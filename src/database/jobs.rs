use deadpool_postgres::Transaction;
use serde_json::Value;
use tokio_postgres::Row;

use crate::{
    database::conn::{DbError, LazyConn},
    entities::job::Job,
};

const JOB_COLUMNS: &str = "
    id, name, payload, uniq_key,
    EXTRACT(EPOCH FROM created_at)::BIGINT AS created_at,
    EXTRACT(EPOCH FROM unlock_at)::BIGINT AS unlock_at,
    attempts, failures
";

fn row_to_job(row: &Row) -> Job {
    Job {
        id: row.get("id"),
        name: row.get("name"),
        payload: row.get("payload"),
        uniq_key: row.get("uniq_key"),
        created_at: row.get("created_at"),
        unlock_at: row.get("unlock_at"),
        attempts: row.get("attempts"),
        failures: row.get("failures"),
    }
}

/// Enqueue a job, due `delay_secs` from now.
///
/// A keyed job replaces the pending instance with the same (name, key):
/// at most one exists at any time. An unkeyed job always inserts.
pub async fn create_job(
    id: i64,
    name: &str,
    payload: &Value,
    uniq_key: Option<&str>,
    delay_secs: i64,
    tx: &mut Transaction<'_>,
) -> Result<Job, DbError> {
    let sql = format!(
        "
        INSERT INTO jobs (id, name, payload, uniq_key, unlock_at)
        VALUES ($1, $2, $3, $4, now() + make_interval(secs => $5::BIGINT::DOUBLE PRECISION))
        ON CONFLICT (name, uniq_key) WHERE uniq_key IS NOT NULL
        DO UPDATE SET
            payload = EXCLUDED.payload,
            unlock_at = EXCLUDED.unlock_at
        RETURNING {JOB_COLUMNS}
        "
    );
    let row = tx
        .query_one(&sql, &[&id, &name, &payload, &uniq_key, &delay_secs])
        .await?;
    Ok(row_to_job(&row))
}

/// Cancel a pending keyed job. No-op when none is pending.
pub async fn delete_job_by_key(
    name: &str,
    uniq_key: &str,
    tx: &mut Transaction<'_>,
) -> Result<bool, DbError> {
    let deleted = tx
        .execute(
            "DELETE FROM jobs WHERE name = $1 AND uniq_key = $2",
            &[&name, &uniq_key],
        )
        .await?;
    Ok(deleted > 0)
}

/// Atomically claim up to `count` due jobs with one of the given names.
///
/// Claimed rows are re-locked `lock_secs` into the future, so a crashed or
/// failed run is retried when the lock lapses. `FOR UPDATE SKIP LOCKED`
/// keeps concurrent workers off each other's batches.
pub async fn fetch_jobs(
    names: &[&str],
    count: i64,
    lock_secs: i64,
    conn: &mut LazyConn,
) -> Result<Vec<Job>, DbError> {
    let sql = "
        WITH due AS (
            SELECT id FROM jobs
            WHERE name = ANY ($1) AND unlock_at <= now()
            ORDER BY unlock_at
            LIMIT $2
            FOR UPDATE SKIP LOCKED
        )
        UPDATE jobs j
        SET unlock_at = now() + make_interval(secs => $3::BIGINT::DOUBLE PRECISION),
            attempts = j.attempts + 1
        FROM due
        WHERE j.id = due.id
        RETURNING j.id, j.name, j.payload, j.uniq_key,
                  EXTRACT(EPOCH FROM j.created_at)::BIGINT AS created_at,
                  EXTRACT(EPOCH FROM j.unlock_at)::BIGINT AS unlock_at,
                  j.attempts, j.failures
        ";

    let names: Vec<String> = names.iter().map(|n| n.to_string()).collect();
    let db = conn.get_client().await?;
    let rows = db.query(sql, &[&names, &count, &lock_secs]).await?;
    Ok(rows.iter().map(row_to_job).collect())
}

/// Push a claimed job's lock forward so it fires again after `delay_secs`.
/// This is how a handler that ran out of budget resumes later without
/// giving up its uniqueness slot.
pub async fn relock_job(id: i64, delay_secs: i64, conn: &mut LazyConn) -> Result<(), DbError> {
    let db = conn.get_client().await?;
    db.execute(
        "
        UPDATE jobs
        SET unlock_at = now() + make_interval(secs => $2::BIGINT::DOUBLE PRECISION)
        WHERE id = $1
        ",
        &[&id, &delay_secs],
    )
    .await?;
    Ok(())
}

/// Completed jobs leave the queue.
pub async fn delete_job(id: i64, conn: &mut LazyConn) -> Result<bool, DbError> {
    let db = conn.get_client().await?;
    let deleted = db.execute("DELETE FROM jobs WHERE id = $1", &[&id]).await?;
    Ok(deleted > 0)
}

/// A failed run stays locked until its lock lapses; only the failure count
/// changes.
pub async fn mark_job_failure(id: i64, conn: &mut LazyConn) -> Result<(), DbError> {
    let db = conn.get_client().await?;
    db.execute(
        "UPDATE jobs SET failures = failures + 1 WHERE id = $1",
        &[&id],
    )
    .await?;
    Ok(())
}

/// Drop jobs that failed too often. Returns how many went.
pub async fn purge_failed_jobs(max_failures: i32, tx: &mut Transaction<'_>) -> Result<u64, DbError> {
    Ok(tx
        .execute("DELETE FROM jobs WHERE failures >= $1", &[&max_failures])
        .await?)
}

=-=-=-=-=

Each line of the material above needs to be returned exactly as written.

filename src/database/jobs.rs
use deadpool_postgres::Transaction;
use serde_json::Value;
use tokio_postgres::Row;

use crate::{
    database::conn::{DbError, LazyConn},
    entities::job::Job,
};

const JOB_COLUMNS: &str = "
    id, name, payload, uniq_key,
    EXTRACT(EPOCH FROM created_at)::BIGINT AS created_at,
    EXTRACT(EPOCH FROM unlock_at)::BIGINT AS unlock_at,
    attempts, failures
";

fn row_to_job(row: &Row) -> Job {
    Job {
        id: row.get("id"),
        name: row.get("name"),
        payload: row.get("payload"),
        uniq_key: row.get("uniq_key"),
        created_at: row.get("created_at"),
        unlock_at: row.get("unlock_at"),
        attempts: row.get("attempts"),
        failures: row.get("failures"),
    }
}

/// Enqueue a job, due `delay_secs` from now.
///
/// A keyed job replaces the pending instance with the same (name, key):
/// at most one exists at any time. An unkeyed job always inserts.
pub async fn create_job(
    id: i64,
    name: &str,
    payload: &Value,
    uniq_key: Option<&str>,
    delay_secs: i64,
    tx: &mut Transaction<'_>,
) -> Result<Job, DbError> {
    let sql = format!(
        "
        INSERT INTO jobs (id, name, payload, uniq_key, unlock_at)
        VALUES ($1, $2, $3, $4, now() + make_interval(secs => $5::BIGINT::DOUBLE PRECISION))
        ON CONFLICT (name, uniq_key) WHERE uniq_key IS NOT NULL
        DO UPDATE SET
            payload = EXCLUDED.payload,
            unlock_at = EXCLUDED.unlock_at
        RETURNING {JOB_COLUMNS}
        "
    );
    let row = tx
        .query_one(&sql, &[&id, &name, &payload, &uniq_key, &delay_secs])
        .await?;
    Ok(row_to_job(&row))
}

/// Cancel a pending keyed job. No-op when none is pending.
pub async fn delete_job_by_key(
    name: &str,
    uniq_key: &str,
    tx: &mut Transaction<'_>,
) -> Result<bool, DbError> {
    let deleted = tx
        .execute(
            "DELETE FROM jobs WHERE name = $1 AND uniq_key = $2",
            &[&name, &uniq_key],
        )
        .await?;
    Ok(deleted > 0)
}

/// Atomically claim up to `count` due jobs with one of the given names.
///
/// Claimed rows are re-locked `lock_secs` into the future, so a crashed or
/// failed run is retried when the lock lapses. `FOR UPDATE SKIP LOCKED`
/// keeps concurrent workers off each other's batches.
pub async fn fetch_jobs(
    names: &[&str],
    count: i64,
    lock_secs: i64,
    conn: &mut LazyConn,
) -> Result<Vec<Job>, DbError> {
    let sql = "
        WITH due AS (
            SELECT id FROM jobs
            WHERE name = ANY ($1) AND unlock_at <= now()
            ORDER BY unlock_at
            LIMIT $2
            FOR UPDATE SKIP LOCKED
        )
        UPDATE jobs j
        SET unlock_at = now() + make_interval(secs => $3::BIGINT::DOUBLE PRECISION),
            attempts = j.attempts + 1
        FROM due
        WHERE j.id = due.id
        RETURNING j.id, j.name, j.payload, j.uniq_key,
                  EXTRACT(EPOCH FROM j.created_at)::BIGINT AS created_at,
                  EXTRACT(EPOCH FROM j.unlock_at)::BIGINT AS unlock_at,
                  j.attempts, j.failures
        ";

    let names: Vec<String> = names.iter().map(|n| n.to_string()).collect();
    let db = conn.get_client().await?;
    let rows = db.query(sql, &[&names, &count, &lock_secs]).await?;
    Ok(rows.iter().map(row_to_job).collect())
}

/// Push a claimed job's lock forward so it fires again after `delay_secs`.
/// This is how a handler that ran out of budget resumes later without
/// giving up its uniqueness slot.
pub async fn relock_job(id: i64, delay_secs: i64, conn: &mut LazyConn) -> Result<(), DbError> {
    let db = conn.get_client().await?;
    db.execute(
        "
        UPDATE jobs
        SET unlock_at = now() + make_interval(secs => $2::BIGINT::DOUBLE PRECISION)
        WHERE id = $1
        ",
        &[&id, &delay_secs],
    )
    .await?;
    Ok(())
}

/// Completed jobs leave the queue.
pub async fn delete_job(id: i64, conn: &mut LazyConn) -> Result<bool, DbError> {
    let db = conn.get_client().await?;
    let deleted = db.execute("DELETE FROM jobs WHERE id = $1", &[&id]).await?;
    Ok(deleted > 0)
}

/// A failed run stays locked until its lock lapses; only the failure count
/// changes.
pub async fn mark_job_failure(id: i64, conn: &mut LazyConn) -> Result<(), DbError> {
    let db = conn.get_client().await?;
    db.execute(
        "UPDATE jobs SET failures = failures + 1 WHERE id = $1",
        &[&id],
    )
    .await?;
    Ok(())
}

/// Drop jobs that failed too often. Returns how many went.
pub async fn purge_failed_jobs(max_failures: i32, tx: &mut Transaction<'_>) -> Result<u64, DbError> {
    Ok(tx
        .execute("DELETE FROM jobs WHERE failures >= $1", &[&max_failures])
        .await?)
}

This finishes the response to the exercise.